*** Block opens ***

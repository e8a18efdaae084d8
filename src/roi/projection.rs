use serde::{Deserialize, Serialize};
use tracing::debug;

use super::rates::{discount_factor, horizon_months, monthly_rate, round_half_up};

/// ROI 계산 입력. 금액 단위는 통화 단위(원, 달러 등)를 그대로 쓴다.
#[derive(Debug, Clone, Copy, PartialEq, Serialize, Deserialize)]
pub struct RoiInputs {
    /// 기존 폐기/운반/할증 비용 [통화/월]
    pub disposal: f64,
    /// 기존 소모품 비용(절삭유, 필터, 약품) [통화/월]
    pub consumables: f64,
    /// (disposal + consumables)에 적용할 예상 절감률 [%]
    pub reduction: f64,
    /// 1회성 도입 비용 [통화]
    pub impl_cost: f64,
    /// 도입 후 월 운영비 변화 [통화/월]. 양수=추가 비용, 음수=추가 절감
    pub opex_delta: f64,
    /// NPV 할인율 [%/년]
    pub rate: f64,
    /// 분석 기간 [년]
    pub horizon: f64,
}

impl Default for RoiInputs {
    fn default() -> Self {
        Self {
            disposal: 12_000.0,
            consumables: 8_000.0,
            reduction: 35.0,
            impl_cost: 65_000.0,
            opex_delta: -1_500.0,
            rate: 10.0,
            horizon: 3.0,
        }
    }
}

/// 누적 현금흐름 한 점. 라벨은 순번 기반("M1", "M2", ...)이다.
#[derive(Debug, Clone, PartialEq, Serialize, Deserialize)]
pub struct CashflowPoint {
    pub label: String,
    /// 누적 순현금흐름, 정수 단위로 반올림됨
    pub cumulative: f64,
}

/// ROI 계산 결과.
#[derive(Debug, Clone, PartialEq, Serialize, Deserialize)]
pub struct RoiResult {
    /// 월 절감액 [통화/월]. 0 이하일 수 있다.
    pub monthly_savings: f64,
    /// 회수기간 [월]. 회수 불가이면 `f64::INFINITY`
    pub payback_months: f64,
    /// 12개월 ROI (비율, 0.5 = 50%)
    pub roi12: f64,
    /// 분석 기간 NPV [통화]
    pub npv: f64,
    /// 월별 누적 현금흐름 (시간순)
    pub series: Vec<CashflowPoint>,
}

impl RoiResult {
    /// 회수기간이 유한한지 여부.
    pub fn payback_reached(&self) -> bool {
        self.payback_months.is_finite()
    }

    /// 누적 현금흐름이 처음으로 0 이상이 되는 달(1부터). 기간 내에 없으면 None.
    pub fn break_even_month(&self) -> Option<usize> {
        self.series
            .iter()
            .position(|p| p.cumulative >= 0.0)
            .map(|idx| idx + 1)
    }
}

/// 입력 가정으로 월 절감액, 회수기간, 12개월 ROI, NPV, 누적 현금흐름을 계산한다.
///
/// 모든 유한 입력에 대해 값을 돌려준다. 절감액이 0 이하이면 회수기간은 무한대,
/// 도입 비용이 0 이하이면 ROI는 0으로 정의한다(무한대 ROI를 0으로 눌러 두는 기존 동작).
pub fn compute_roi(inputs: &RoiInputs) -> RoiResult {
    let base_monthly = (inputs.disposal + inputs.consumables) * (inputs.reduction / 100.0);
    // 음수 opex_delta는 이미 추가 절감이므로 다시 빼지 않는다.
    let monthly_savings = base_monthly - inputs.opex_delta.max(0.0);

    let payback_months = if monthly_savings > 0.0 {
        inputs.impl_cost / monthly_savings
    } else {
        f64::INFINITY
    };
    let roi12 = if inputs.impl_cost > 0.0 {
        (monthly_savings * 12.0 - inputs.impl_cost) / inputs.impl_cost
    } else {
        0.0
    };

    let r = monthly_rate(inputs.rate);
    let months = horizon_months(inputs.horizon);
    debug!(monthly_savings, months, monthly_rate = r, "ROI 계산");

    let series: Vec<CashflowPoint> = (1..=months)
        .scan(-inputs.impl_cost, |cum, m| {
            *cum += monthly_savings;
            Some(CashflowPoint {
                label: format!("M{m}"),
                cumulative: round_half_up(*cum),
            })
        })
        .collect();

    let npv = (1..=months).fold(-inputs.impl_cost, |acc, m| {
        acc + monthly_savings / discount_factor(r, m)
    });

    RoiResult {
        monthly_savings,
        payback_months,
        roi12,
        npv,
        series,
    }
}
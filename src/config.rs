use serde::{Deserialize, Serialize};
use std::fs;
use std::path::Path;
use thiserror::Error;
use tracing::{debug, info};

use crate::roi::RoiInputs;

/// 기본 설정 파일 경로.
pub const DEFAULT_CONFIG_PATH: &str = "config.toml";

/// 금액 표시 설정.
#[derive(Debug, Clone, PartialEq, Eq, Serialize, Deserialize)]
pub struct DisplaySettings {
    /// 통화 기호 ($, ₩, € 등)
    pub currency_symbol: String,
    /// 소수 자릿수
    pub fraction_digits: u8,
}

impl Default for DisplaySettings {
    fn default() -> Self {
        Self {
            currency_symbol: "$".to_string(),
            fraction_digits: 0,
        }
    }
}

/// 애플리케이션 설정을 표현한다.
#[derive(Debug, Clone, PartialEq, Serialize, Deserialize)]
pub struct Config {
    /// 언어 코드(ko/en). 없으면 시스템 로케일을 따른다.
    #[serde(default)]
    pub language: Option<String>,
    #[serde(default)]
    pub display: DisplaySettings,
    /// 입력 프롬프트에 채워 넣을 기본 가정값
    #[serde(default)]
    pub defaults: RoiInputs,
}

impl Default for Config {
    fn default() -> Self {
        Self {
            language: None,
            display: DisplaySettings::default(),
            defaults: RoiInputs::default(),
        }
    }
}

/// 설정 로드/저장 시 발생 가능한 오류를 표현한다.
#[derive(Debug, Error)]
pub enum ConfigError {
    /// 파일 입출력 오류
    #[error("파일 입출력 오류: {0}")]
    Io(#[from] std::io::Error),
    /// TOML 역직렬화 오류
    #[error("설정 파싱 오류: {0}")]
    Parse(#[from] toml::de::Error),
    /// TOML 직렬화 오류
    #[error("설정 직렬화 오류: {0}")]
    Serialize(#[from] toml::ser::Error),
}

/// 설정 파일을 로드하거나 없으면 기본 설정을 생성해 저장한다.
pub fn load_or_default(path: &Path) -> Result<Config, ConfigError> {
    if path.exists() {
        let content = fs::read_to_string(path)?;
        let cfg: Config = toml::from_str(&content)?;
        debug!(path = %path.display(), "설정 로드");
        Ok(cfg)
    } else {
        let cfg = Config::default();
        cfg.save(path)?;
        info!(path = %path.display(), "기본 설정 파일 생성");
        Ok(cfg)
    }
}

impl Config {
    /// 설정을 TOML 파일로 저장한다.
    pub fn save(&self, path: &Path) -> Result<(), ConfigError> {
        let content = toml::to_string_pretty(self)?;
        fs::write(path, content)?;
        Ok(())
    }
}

*** Block closes ***

What the task asks
Spot every line in the entries that includes the word "cumulative", and copy each one out.

Output for this exercise
    pub cumulative: f64,
            .position(|p| p.cumulative >= 0.0)
                cumulative: round_half_up(*cum),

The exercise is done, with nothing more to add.